-- Dataset records follows --

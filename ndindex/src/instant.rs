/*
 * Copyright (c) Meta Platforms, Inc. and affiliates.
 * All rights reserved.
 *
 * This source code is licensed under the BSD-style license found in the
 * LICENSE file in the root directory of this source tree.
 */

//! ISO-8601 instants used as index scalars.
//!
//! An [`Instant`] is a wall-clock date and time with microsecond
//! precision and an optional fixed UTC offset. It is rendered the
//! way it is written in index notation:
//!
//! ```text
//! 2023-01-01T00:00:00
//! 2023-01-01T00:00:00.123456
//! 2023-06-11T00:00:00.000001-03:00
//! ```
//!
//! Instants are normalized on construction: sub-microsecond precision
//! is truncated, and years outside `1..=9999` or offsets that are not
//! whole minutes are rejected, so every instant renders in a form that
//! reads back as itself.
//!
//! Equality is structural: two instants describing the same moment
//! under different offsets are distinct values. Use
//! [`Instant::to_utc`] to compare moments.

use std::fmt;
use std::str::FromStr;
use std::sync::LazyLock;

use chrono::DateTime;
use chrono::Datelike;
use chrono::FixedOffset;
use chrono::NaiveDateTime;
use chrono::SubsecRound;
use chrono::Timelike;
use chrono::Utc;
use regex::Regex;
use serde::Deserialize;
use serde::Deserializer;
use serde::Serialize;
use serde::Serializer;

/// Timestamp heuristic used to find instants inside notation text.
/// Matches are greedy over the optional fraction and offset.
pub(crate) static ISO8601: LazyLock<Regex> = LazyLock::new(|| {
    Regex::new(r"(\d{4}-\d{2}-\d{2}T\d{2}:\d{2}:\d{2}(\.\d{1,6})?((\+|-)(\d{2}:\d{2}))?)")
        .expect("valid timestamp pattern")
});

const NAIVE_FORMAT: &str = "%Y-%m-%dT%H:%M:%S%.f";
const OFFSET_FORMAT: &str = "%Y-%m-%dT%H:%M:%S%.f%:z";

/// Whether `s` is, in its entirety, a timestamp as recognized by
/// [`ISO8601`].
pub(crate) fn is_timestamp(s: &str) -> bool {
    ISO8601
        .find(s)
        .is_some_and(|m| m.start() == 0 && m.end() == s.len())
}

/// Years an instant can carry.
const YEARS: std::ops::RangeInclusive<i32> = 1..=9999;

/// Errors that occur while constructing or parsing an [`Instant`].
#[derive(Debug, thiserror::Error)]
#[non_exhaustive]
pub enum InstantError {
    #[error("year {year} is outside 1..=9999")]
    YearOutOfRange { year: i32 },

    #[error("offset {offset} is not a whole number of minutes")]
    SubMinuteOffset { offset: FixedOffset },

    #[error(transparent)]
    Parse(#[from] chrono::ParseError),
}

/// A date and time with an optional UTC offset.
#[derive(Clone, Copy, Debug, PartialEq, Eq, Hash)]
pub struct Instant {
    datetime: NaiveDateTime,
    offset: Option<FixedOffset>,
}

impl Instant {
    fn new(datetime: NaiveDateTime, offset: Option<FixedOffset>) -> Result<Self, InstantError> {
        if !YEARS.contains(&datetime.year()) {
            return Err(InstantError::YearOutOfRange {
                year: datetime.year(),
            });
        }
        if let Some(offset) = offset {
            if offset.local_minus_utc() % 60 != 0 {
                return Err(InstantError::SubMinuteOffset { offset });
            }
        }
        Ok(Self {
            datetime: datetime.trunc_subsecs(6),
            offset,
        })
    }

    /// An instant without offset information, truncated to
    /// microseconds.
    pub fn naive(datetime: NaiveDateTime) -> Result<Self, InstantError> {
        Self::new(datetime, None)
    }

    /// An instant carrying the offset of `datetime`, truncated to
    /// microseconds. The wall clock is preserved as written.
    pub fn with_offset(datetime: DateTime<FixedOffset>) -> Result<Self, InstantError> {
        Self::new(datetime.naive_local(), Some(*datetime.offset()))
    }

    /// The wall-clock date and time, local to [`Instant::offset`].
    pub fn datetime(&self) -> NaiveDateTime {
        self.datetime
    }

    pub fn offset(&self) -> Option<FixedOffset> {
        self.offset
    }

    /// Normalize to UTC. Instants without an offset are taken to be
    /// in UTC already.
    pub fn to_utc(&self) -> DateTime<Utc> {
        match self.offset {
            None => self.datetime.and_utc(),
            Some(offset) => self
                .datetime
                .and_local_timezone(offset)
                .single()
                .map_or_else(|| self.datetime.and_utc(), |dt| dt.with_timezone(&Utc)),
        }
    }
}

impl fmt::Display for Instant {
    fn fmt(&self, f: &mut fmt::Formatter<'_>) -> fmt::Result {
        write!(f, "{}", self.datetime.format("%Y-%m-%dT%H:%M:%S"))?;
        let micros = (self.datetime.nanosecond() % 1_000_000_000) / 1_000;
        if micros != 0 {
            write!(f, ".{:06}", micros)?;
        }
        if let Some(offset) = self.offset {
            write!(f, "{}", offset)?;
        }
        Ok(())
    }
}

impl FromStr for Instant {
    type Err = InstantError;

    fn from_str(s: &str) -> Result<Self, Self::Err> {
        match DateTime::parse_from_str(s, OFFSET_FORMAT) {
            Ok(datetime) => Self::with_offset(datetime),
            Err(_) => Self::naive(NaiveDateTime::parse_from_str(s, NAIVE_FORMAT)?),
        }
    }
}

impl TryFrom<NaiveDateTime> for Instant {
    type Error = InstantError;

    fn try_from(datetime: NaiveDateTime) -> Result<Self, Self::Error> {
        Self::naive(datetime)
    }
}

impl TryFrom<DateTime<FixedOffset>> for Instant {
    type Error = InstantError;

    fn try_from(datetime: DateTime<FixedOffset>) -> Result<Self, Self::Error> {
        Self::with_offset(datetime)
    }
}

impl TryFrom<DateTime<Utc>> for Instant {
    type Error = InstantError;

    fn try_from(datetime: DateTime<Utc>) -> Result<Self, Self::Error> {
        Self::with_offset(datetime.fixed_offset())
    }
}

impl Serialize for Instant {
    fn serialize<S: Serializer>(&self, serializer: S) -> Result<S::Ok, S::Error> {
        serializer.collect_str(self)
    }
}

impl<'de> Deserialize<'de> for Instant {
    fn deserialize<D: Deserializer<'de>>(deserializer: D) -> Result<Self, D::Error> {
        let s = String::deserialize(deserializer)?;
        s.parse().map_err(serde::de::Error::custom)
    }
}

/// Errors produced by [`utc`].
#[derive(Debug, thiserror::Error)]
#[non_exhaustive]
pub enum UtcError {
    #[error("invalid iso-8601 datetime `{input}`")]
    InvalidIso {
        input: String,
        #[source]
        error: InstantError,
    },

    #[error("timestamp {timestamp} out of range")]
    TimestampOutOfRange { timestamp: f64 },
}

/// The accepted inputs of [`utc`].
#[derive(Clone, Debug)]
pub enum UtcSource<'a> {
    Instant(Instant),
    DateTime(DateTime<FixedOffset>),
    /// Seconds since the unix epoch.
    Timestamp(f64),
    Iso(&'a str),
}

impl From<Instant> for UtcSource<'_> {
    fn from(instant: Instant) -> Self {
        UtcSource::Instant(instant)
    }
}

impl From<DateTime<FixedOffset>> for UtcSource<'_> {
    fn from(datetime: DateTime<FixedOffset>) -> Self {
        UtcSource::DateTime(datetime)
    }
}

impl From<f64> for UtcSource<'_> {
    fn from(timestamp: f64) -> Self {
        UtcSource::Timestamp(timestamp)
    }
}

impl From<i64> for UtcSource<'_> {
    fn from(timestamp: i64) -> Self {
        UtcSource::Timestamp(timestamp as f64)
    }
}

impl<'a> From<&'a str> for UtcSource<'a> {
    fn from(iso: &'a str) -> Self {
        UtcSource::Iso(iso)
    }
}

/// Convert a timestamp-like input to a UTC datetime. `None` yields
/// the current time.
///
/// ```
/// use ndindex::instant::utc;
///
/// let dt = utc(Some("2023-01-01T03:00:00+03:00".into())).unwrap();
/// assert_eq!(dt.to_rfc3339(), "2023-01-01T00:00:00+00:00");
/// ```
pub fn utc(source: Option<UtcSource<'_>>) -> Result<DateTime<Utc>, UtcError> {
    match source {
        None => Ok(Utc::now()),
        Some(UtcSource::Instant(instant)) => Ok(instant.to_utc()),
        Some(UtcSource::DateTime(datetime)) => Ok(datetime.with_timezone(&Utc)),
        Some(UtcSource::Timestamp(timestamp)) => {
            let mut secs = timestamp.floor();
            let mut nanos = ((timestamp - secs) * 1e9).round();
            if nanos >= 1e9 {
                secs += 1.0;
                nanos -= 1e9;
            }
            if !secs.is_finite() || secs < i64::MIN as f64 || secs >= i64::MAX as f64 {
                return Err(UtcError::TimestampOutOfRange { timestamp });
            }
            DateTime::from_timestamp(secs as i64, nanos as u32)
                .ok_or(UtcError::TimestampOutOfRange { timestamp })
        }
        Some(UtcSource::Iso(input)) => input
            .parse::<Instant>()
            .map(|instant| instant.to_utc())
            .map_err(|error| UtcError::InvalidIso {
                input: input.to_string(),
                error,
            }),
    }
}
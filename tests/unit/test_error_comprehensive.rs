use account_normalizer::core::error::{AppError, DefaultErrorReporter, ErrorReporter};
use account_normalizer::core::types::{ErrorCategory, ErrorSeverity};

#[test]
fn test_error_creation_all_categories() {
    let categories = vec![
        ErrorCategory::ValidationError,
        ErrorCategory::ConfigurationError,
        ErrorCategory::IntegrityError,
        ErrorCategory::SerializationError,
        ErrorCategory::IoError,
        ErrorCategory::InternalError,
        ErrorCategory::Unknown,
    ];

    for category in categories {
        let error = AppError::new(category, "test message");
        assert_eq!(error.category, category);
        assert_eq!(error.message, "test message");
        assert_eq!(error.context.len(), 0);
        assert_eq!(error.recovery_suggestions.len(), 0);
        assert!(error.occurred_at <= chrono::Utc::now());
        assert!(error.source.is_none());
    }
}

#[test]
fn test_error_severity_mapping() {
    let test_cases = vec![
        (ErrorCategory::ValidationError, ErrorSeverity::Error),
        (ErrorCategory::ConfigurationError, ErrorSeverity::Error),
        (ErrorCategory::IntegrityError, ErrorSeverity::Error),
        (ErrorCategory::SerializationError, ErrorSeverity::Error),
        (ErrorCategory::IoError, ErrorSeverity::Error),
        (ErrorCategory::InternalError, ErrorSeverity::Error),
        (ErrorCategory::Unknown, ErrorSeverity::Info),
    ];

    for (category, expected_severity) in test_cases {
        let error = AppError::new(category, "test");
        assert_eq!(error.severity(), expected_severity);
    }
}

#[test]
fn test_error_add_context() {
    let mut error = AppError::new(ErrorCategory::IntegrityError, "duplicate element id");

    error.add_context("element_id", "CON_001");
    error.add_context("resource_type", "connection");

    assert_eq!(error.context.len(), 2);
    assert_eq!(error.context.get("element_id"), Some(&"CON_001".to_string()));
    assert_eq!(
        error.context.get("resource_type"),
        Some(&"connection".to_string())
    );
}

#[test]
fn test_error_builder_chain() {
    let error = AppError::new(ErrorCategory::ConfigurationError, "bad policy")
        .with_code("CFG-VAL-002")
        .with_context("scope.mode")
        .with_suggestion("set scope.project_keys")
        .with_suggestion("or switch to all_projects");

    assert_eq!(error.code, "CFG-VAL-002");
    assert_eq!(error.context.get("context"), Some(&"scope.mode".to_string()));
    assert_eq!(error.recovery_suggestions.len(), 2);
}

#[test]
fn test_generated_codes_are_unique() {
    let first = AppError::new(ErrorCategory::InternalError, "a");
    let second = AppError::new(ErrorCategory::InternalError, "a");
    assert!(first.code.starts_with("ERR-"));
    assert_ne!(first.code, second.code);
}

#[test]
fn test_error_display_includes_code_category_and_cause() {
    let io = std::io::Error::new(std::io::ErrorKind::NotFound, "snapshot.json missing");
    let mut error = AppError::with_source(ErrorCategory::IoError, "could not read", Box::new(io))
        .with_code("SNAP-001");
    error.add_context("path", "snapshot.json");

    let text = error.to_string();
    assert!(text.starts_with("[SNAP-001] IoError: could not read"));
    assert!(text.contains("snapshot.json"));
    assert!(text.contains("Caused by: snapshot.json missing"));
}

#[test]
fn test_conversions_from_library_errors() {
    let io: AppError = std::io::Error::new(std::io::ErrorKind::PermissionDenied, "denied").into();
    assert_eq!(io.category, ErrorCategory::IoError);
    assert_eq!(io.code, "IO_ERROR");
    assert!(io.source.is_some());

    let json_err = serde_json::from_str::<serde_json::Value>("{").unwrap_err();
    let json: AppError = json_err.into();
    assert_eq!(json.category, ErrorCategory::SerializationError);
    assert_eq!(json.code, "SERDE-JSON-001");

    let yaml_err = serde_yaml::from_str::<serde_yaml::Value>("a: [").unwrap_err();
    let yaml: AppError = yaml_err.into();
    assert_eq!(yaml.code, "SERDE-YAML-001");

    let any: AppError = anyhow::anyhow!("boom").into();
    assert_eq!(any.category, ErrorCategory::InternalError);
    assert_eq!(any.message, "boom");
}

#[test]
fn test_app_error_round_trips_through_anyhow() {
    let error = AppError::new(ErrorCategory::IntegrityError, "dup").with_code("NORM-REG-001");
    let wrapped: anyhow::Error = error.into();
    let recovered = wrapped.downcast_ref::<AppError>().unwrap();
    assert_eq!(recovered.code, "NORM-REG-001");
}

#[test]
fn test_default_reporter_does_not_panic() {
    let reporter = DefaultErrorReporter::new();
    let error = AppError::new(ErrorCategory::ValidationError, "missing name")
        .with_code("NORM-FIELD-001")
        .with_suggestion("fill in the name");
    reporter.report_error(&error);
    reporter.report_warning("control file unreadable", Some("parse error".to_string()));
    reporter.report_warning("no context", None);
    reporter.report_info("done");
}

-- Dataset records concluded --

Look through the data and show every line containing "InvalidIso".

### [Your solution]
    InvalidIso {
            .map_err(|error| UtcError::InvalidIso {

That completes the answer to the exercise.